# Task input:

──────

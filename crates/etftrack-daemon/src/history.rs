//! Persisted run history.

use std::fs;
use std::path::{Path, PathBuf};

use directories::ProjectDirs;
use etftrack_types::RunReport;
use serde::{Deserialize, Serialize};
use thiserror::Error;
use uuid::Uuid;

/// Unique identifier for a run.
pub type RunId = Uuid;

/// What started a run.
#[derive(Debug, Clone, Copy, PartialEq, Eq, Serialize, Deserialize)]
#[serde(rename_all = "lowercase")]
pub enum Trigger {
    /// A scheduler tick.
    Schedule,
    /// An explicit init or update request.
    Manual,
}

impl Trigger {
    /// Returns the trigger as a string identifier.
    #[must_use]
    pub const fn as_str(&self) -> &'static str {
        match self {
            Self::Schedule => "schedule",
            Self::Manual => "manual",
        }
    }
}

impl std::fmt::Display for Trigger {
    fn fmt(&self, f: &mut std::fmt::Formatter<'_>) -> std::fmt::Result {
        write!(f, "{}", self.as_str())
    }
}

/// A finished run as stored on disk.
#[derive(Debug, Clone, PartialEq, Serialize, Deserialize)]
pub struct RunRecord {
    /// Run identifier.
    pub id: RunId,
    /// What started the run.
    pub trigger: Trigger,
    /// The run's report.
    pub report: RunReport,
}

impl RunRecord {
    /// Creates a record with a fresh identifier.
    #[must_use]
    pub fn new(trigger: Trigger, report: RunReport) -> Self {
        Self {
            id: Uuid::new_v4(),
            trigger,
            report,
        }
    }
}

/// Errors that can occur while reading or writing run history.
#[derive(Error, Debug)]
pub enum HistoryError {
    /// Failed to create a directory.
    #[error("Failed to create directory '{path}': {source}")]
    CreateDir {
        /// The path that could not be created.
        path: PathBuf,
        /// The underlying I/O error.
        source: std::io::Error,
    },

    /// Failed to read a file.
    #[error("Failed to read file '{path}': {source}")]
    ReadFile {
        /// The path that could not be read.
        path: PathBuf,
        /// The underlying I/O error.
        source: std::io::Error,
    },

    /// Failed to write a file.
    #[error("Failed to write file '{path}': {source}")]
    WriteFile {
        /// The path that could not be written.
        path: PathBuf,
        /// The underlying I/O error.
        source: std::io::Error,
    },

    /// Failed to delete a file.
    #[error("Failed to delete file '{path}': {source}")]
    DeleteFile {
        /// The path that could not be deleted.
        path: PathBuf,
        /// The underlying I/O error.
        source: std::io::Error,
    },

    /// Failed to read a directory.
    #[error("Failed to read directory '{path}': {source}")]
    ReadDir {
        /// The path that could not be read.
        path: PathBuf,
        /// The underlying I/O error.
        source: std::io::Error,
    },

    /// Failed to parse a run file.
    #[error("Failed to parse run file '{path}': {source}")]
    ParseJson {
        /// The path that could not be parsed.
        path: PathBuf,
        /// The underlying JSON error.
        source: serde_json::Error,
    },

    /// Failed to serialize a run.
    #[error("Failed to serialize run: {0}")]
    SerializeJson(#[from] serde_json::Error),

    /// Run not found.
    #[error("Run not found: {0}")]
    RunNotFound(RunId),
}

/// Result type for history operations.
pub type Result<T> = std::result::Result<T, HistoryError>;

/// Returns the default etftrack data directory.
///
/// Uses the `directories` crate to find the platform location:
/// - Linux: `~/.local/share/etftrack/`
/// - macOS: `~/Library/Application Support/etftrack/`
/// - Windows: `C:\Users\<User>\AppData\Roaming\etftrack\`
///
/// Falls back to `~/.etftrack/` if none can be determined.
#[must_use]
pub fn default_data_dir() -> PathBuf {
    ProjectDirs::from("", "", "etftrack").map_or_else(dirs_fallback, |proj_dirs| {
        proj_dirs.data_dir().to_path_buf()
    })
}

fn dirs_fallback() -> PathBuf {
    std::env::var("HOME")
        .map(PathBuf::from)
        .unwrap_or_else(|_| PathBuf::from("."))
        .join(".etftrack")
}

/// Stores finished runs as `{base}/runs/{id}.json`.
#[derive(Debug, Clone)]
pub struct RunHistory {
    runs_path: PathBuf,
}

impl RunHistory {
    /// Opens the history under `base_path`, creating `runs/` if needed.
    ///
    /// # Errors
    ///
    /// Returns an error if the directory cannot be created.
    pub fn new(base_path: &Path) -> Result<Self> {
        let runs_path = base_path.join("runs");
        if !runs_path.exists() {
            fs::create_dir_all(&runs_path).map_err(|e| HistoryError::CreateDir {
                path: runs_path.clone(),
                source: e,
            })?;
        }
        Ok(Self { runs_path })
    }

    /// Returns the directory holding run files.
    #[must_use]
    pub fn path(&self) -> &Path {
        &self.runs_path
    }

    /// Returns the path of a run's file.
    #[must_use]
    pub fn run_path(&self, id: RunId) -> PathBuf {
        self.runs_path.join(format!("{id}.json"))
    }

    /// Saves a run.
    ///
    /// # Errors
    ///
    /// Returns an error if the run cannot be serialized or written.
    pub fn save(&self, record: &RunRecord) -> Result<PathBuf> {
        let path = self.run_path(record.id);
        let json = serde_json::to_string_pretty(record)?;

        fs::write(&path, json).map_err(|e| HistoryError::WriteFile {
            path: path.clone(),
            source: e,
        })?;
        tracing::debug!(run = %record.id, path = %path.display(), "Saved run");
        Ok(path)
    }

    /// Loads a run.
    ///
    /// # Errors
    ///
    /// Returns an error if the run does not exist or cannot be parsed.
    pub fn load(&self, id: RunId) -> Result<RunRecord> {
        let path = self.run_path(id);
        if !path.exists() {
            return Err(HistoryError::RunNotFound(id));
        }

        let content = fs::read_to_string(&path).map_err(|e| HistoryError::ReadFile {
            path: path.clone(),
            source: e,
        })?;
        serde_json::from_str(&content).map_err(|e| HistoryError::ParseJson { path, source: e })
    }

    /// Lists all runs, newest first. Unreadable files are skipped.
    ///
    /// # Errors
    ///
    /// Returns an error if the directory cannot be read.
    pub fn list(&self) -> Result<Vec<RunRecord>> {
        let entries = fs::read_dir(&self.runs_path).map_err(|e| HistoryError::ReadDir {
            path: self.runs_path.clone(),
            source: e,
        })?;

        let mut runs = Vec::new();
        for entry in entries {
            let entry = entry.map_err(|e| HistoryError::ReadDir {
                path: self.runs_path.clone(),
                source: e,
            })?;

            let path = entry.path();
            if !path.extension().is_some_and(|ext| ext == "json") {
                continue;
            }
            let parsed = fs::read_to_string(&path)
                .map_err(|e| e.to_string())
                .and_then(|content| {
                    serde_json::from_str::<RunRecord>(&content).map_err(|e| e.to_string())
                });
            match parsed {
                Ok(run) => runs.push(run),
                Err(error) => {
                    tracing::warn!(path = %path.display(), %error, "Skipping unreadable run file");
                }
            }
        }

        runs.sort_by(|a, b| b.report.started_at.cmp(&a.report.started_at));
        Ok(runs)
    }

    /// Returns the most recent run, if any.
    ///
    /// # Errors
    ///
    /// Returns an error if the directory cannot be read.
    pub fn latest(&self) -> Result<Option<RunRecord>> {
        Ok(self.list()?.into_iter().next())
    }

    /// Deletes all but the newest `keep` runs and returns how many were
    /// removed.
    ///
    /// # Errors
    ///
    /// Returns an error if the directory cannot be read or a file cannot be
    /// deleted.
    pub fn prune(&self, keep: usize) -> Result<usize> {
        let runs = self.list()?;
        let mut removed = 0;
        for run in runs.iter().skip(keep) {
            let path = self.run_path(run.id);
            fs::remove_file(&path).map_err(|e| HistoryError::DeleteFile { path, source: e })?;
            removed += 1;
        }
        Ok(removed)
    }
}
//! On-disk CSV encoding of a series.

use std::io::{Read, Write};
use std::path::Path;

use chrono::NaiveDate;
use etftrack_types::DataPoint;
use serde::Deserialize;

use crate::error::{Result, StorageError};
use crate::series::TimeSeries;

/// Header row of every series file.
pub const HEADER: &str = "date,open,high,low,close,volume";

const DATE_FORMAT: &str = "%Y-%m-%d";

/// One stored row.
#[derive(Debug, Deserialize)]
struct Row {
    date: NaiveDate,
    open: f64,
    high: f64,
    low: f64,
    close: f64,
    volume: u64,
}

impl From<Row> for DataPoint {
    fn from(row: Row) -> Self {
        Self::new(row.date, row.open, row.high, row.low, row.close, row.volume)
    }
}

/// Writes a series as CSV, ascending by date.
///
/// Floats use the shortest representation that parses back to the same
/// value, so a write/read cycle is lossless.
pub fn write_series<W: Write>(series: &TimeSeries, mut writer: W) -> std::io::Result<()> {
    writeln!(writer, "{HEADER}")?;
    for p in series.iter() {
        writeln!(
            writer,
            "{},{},{},{},{},{}",
            p.date.format(DATE_FORMAT),
            p.open,
            p.high,
            p.low,
            p.close,
            p.volume
        )?;
    }
    writer.flush()
}

/// Reads a series file. `path` is only used for error reporting.
///
/// # Errors
///
/// Returns [`StorageError::Corrupt`] on a bad header or row, and
/// [`StorageError::ReadFile`] on I/O failure.
pub fn read_series<R: Read>(reader: R, path: &Path) -> Result<TimeSeries> {
    let mut reader = ::csv::ReaderBuilder::new()
        .has_headers(true)
        .trim(::csv::Trim::All)
        .from_reader(reader);

    let headers = reader.headers().map_err(|e| to_storage_error(e, path))?;
    if headers.is_empty() {
        return Ok(TimeSeries::new());
    }
    if !headers.iter().eq(HEADER.split(',')) {
        return Err(StorageError::Corrupt {
            path: path.to_path_buf(),
            line: 1,
            reason: format!("expected header '{HEADER}'"),
        });
    }

    let mut series = TimeSeries::new();
    for row in reader.deserialize::<Row>() {
        let row = row.map_err(|e| to_storage_error(e, path))?;
        series.apply(row.into());
    }

    Ok(series)
}

fn to_storage_error(error: ::csv::Error, path: &Path) -> StorageError {
    let line = error
        .position()
        .map_or(0, |pos| usize::try_from(pos.line()).unwrap_or(usize::MAX));

    match error.into_kind() {
        ::csv::ErrorKind::Io(source) => StorageError::ReadFile {
            path: path.to_path_buf(),
            source,
        },
        ::csv::ErrorKind::Deserialize { err, .. } => StorageError::Corrupt {
            path: path.to_path_buf(),
            line,
            reason: err.to_string(),
        },
        ::csv::ErrorKind::UnequalLengths {
            expected_len, len, ..
        } => StorageError::Corrupt {
            path: path.to_path_buf(),
            line,
            reason: format!("expected {expected_len} fields, found {len}"),
        },
        ::csv::ErrorKind::Utf8 { err, .. } => StorageError::Corrupt {
            path: path.to_path_buf(),
            line,
            reason: err.to_string(),
        },
        other => StorageError::Corrupt {
            path: path.to_path_buf(),
            line,
            reason: format!("{other:?}"),
        },
    }
}

#[cfg(test)]
mod tests {
    use super::*;

    fn series() -> TimeSeries {
        TimeSeries::from_points([
            DataPoint::new(
                NaiveDate::from_ymd_opt(2024, 1, 3).unwrap(),
                131.3,
                132.05,
                130.85,
                131.55,
                12_345_678,
            ),
            DataPoint::new(
                NaiveDate::from_ymd_opt(2024, 1, 2).unwrap(),
                133.0,
                133.5,
                131.9,
                132.1,
                9_876_543,
            ),
        ])
    }

    #[test]
    fn test_write_series_layout() {
        let mut buffer = Vec::new();
        write_series(&series(), &mut buffer).unwrap();
        let output = String::from_utf8(buffer).unwrap();

        let lines: Vec<_> = output.lines().collect();
        assert_eq!(lines[0], HEADER);
        assert_eq!(lines[1], "2024-01-02,133,133.5,131.9,132.1,9876543");
        assert_eq!(lines[2], "2024-01-03,131.3,132.05,130.85,131.55,12345678");
    }

    #[test]
    fn test_read_back_is_lossless() {
        let mut buffer = Vec::new();
        write_series(&series(), &mut buffer).unwrap();

        let read = read_series(buffer.as_slice(), Path::new("0050.csv")).unwrap();
        assert_eq!(read, series());
    }

    #[test]
    fn test_empty_file_is_empty_series() {
        let read = read_series(&b""[..], Path::new("0050.csv")).unwrap();
        assert!(read.is_empty());
    }

    #[test]
    fn test_corrupt_row_reports_line() {
        let data = format!("{HEADER}\n2024-01-02,1,1,1,1,100\n2024-01-03,1,oops,1,1,100\n");
        let err = read_series(data.as_bytes(), Path::new("0050.csv")).unwrap_err();
        match err {
            StorageError::Corrupt { line, reason, .. } => {
                assert_eq!(line, 3);
                assert!(reason.contains("field 2"), "{reason}");
            }
            other => panic!("unexpected error: {other}"),
        }
    }

    #[test]
    fn test_short_row_is_corrupt() {
        let data = format!("{HEADER}\n2024-01-02,1,1,1,1,100\n2024-01-03,1,1,1\n");
        let err = read_series(data.as_bytes(), Path::new("0050.csv")).unwrap_err();
        assert!(matches!(err, StorageError::Corrupt { line: 3, .. }));
    }

    #[test]
    fn test_bad_date_is_corrupt() {
        let data = format!("{HEADER}\n2024-13-02,1,1,1,1,100\n");
        let err = read_series(data.as_bytes(), Path::new("0050.csv")).unwrap_err();
        assert!(matches!(err, StorageError::Corrupt { line: 2, .. }));
    }

    #[test]
    fn test_wrong_header_is_corrupt() {
        let err = read_series(&b"a,b,c\n"[..], Path::new("x.csv")).unwrap_err();
        assert!(matches!(err, StorageError::Corrupt { line: 1, .. }));
    }
}
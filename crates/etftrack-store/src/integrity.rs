//! Read-only integrity checks over a stored series.

use chrono::NaiveDate;
use serde::Serialize;

use crate::series::TimeSeries;

/// Calendar gaps longer than this many days are reported.
///
/// Taiwan markets close for up to nine consecutive days around Lunar New
/// Year, so ordinary weekends and holidays stay below the default.
pub const DEFAULT_MAX_GAP_DAYS: i64 = 10;

/// Multiplier applied to the interquartile range for the outlier fence.
const IQR_FENCE: f64 = 3.0;

/// A run of calendar days with no data between two stored dates.
#[derive(Debug, Clone, Copy, PartialEq, Eq, Serialize)]
pub struct Gap {
    /// Last date before the gap.
    pub after: NaiveDate,
    /// First date after the gap.
    pub before: NaiveDate,
    /// Calendar days between the two dates.
    pub days: i64,
}

/// Summary of suspicious data in one instrument's series.
#[derive(Debug, Clone, PartialEq, Serialize)]
pub struct IntegrityReport {
    /// Instrument code.
    pub instrument: String,
    /// Number of stored records.
    pub records: usize,
    /// Earliest stored date.
    pub first_date: Option<NaiveDate>,
    /// Latest stored date.
    pub last_date: Option<NaiveDate>,
    /// Gaps longer than the threshold.
    pub gaps: Vec<Gap>,
    /// Dates whose close lies outside the 3×IQR fence.
    pub outliers: Vec<NaiveDate>,
    /// Dates with zero traded volume.
    pub zero_volume: Vec<NaiveDate>,
}

impl IntegrityReport {
    /// Checks `series` for gaps, close outliers and zero-volume days.
    #[must_use]
    pub fn check(instrument: &str, series: &TimeSeries, max_gap_days: i64) -> Self {
        let mut gaps = Vec::new();
        let mut previous: Option<NaiveDate> = None;
        for point in series.iter() {
            if let Some(prev) = previous {
                let days = (point.date - prev).num_days();
                if days > max_gap_days {
                    gaps.push(Gap {
                        after: prev,
                        before: point.date,
                        days,
                    });
                }
            }
            previous = Some(point.date);
        }

        let mut closes: Vec<f64> = series.iter().map(|p| p.close).collect();
        closes.sort_by(f64::total_cmp);
        let outliers = match (quantile(&closes, 0.25), quantile(&closes, 0.75)) {
            (Some(q1), Some(q3)) => {
                let iqr = q3 - q1;
                let (low, high) = (q1 - IQR_FENCE * iqr, q3 + IQR_FENCE * iqr);
                series
                    .iter()
                    .filter(|p| p.close < low || p.close > high)
                    .map(|p| p.date)
                    .collect()
            }
            _ => Vec::new(),
        };

        let zero_volume = series
            .iter()
            .filter(|p| p.volume == 0)
            .map(|p| p.date)
            .collect();

        Self {
            instrument: instrument.to_string(),
            records: series.len(),
            first_date: series.first_date(),
            last_date: series.watermark(),
            gaps,
            outliers,
            zero_volume,
        }
    }

    /// Returns true if nothing suspicious was found.
    #[must_use]
    pub fn is_clean(&self) -> bool {
        self.gaps.is_empty() && self.outliers.is_empty() && self.zero_volume.is_empty()
    }
}

/// Linear-interpolated quantile of sorted values.
#[allow(clippy::cast_precision_loss, clippy::cast_possible_truncation, clippy::cast_sign_loss)]
fn quantile(sorted: &[f64], q: f64) -> Option<f64> {
    if sorted.is_empty() {
        return None;
    }
    let pos = q * (sorted.len() - 1) as f64;
    let lower = pos.floor() as usize;
    let upper = pos.ceil() as usize;
    let frac = pos - lower as f64;
    Some(sorted[lower] + (sorted[upper] - sorted[lower]) * frac)
}
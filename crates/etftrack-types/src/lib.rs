//! Core types for the etftrack ETF history tracker.
//!
//! This crate provides the fundamental data structures used throughout etftrack:
//!
//! - [`Instrument`] - A tracked fund, identified by its exchange code
//! - [`DataPoint`] - A validated daily trading record
//! - [`RawRecord`] - A record as returned by a market-data source
//! - [`DateRange`] - Inclusive date range for data retrieval
//! - [`IngestionOutcome`] / [`RunReport`] - Results of ingestion runs

#![doc = include_str!("../README.md")]
#![cfg_attr(docsrs, feature(doc_cfg, doc_auto_cfg))]
#![warn(missing_docs)]
#![forbid(unsafe_code)]

mod date_range;
mod error;
mod instrument;
mod outcome;
mod point;

pub use date_range::{DateRange, MonthIterator};
pub use error::{DateRangeError, FetchError, FetchErrorKind, ValidationError};
pub use instrument::Instrument;
pub use outcome::{ErrorDetail, ErrorKind, IngestionOutcome, Mode, RunReport, Status};
pub use point::{DataPoint, RawRecord};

──────

Only the lines from the first line of the records through the one containing "pub enum Trigger" should be reproduced, exactly, with both of them included.

# Problem solution:
filename crates/etftrack-daemon/src/history.rs
//! Persisted run history.

use std::fs;
use std::path::{Path, PathBuf};

use directories::ProjectDirs;
use etftrack_types::RunReport;
use serde::{Deserialize, Serialize};
use thiserror::Error;
use uuid::Uuid;

/// Unique identifier for a run.
pub type RunId = Uuid;

/// What started a run.
#[derive(Debug, Clone, Copy, PartialEq, Eq, Serialize, Deserialize)]
#[serde(rename_all = "lowercase")]
pub enum Trigger {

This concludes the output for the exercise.